The second aim was to determine the degree of surface contamination with 3 chemotherapy drugs—cyclophosphamide, methotrexate, and ifosfamide—in the oncology pharmacy, where chemotherapy doses were prepared, and in the main (control) pharmacy, where no chemotherapy doses were prepared. Special surface wipes were used to sample prespecified areas in the oncology pharmacy without cleaning. Several months later, sampling in the oncology pharmacy was repeated, this time immediately after cleaning. Sampling was also conducted in the main pharmacy, where chemotherapy drugs were received and briefly stored but no chemotherapy doses were prepared; this area was considered as a control. The after-cleaning samples from the oncology pharmacy and the samples from the main pharmacy were obtained on the same day. Wipe samples obtained in the oncology pharmacy before cleaning were sent to the same laboratory as was used for testing urine samples (Exposure Control B.V.) for analysis of cyclophosphamide and methotrexate; after-cleaning samples were sent to this laboratory for analysis of cyclophosphamide only. In addition, after-cleaning samples obtained in the oncology pharmacy and control samples from the main pharmacy were sent to the toxicology laboratory of the Institut national de santé publique du Québec (INSPQ) in Québec, Quebec, for analysis of cyclophosphamide, methotrexate, and ifosfamide.
The study was conducted from 2008 to 2009 at the Children’s Hospital of Eastern Ontario, a Canadian pediatric hospital in Ottawa, Ontario. Each year about 140 patients receive chemotherapy at this hospital, and about 5200 doses of chemotherapy are administered.

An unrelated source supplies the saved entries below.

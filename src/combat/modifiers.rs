//! Deck-wide multipliers computed once before the run starts.

use std::collections::BTreeMap;

use crate::combat::effects::{Effect, ResolvedCard};
use crate::combat::state::StaticModifiers;
use crate::data::card::CardCategory;

/// Number of deck cards per category.
pub fn category_counts(deck: &[ResolvedCard]) -> BTreeMap<&CardCategory, u32> {
    let mut counts = BTreeMap::new();
    for entry in deck {
        *counts.entry(&entry.card.category).or_insert(0) += 1;
    }
    counts
}

impl StaticModifiers {
    /// Fold every global and special bonus in the deck into the two run multipliers.
    /// A card contributes at most once per bonus kind.
    pub fn from_deck(deck: &[ResolvedCard]) -> Self {
        let counts = category_counts(deck);
        let mut modifiers = Self::default();
        for entry in deck {
            let global = entry.effects.iter().find_map(|effect| match *effect {
                Effect::GlobalBonus {
                    bonus,
                    per_category,
                } => Some((bonus, per_category)),
                _ => None,
            });
            if let Some((bonus, per_category)) = global {
                let scale = if per_category {
                    f64::from(counts.get(&entry.card.category).copied().unwrap_or(0))
                } else {
                    1.0
                };
                modifiers.global *= 1.0 + bonus * scale;
            }
            let special = entry.effects.iter().find_map(|effect| match *effect {
                Effect::SpecialBonus { bonus } => Some(bonus),
                _ => None,
            });
            if let Some(bonus) = special {
                modifiers.special *= 1.0 + bonus;
            }
        }
        modifiers
    }
}
pub mod batch;
pub mod pool;

pub use batch::batch_ranges;
pub use pool::WorkerPool;
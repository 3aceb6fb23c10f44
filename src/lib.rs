//! Deterministic discrete-event DPS simulator for card decks, with a cost-bounded deck
//! optimizer on top.

pub mod cli;
pub mod combat;
pub mod data;
pub mod error;
pub mod optimizer;
pub mod parallel;

pub use combat::{run_simulation, EffectRegistry, SimulationReport, SimulationRequest};
pub use data::Catalog;
pub use error::{ConfigError, DanqingError, ExportError, InputError};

The oncology pharmacy consisted of one open room. This room had office space, as well as a Class II Type B2 (total exhaust) biosafety cabinet, storage facilities for chemotherapy drugs, and a refrigerator. The biosafety cabinet was located at one end of the open room. Chemotherapy drugs were reconstituted and diluted within the biosafety cabinet. There was no separate negative-pressure anteroom or negative-pressure hazardous clean room. The oncology pharmacy did not meet the standards for a Class 10 000 clean room and did not have sufficient general exhaust ventilation (i.e., 20–30 air exchanges per hour for a clean room). Table 1 describes the hospital’s oncology pharmacy in relation to standards set out in USP General Chapter <797>.38 All chemotherapy drugs were stored in the oncology pharmacy. Chemotherapy doses were prepared by a specially trained pharmacy technician and verified by a chemotherapy pharmacist.
Table 1.
Description of Oncology Pharmacy in Relation to USP General Chapter <797> Standards38
The main pharmacy, located on a different floor of the building, was where all drugs, including chemotherapy drugs, were received from suppliers. Chemotherapy drugs were briefly stored in the main pharmacy before being transported to the oncology pharmacy.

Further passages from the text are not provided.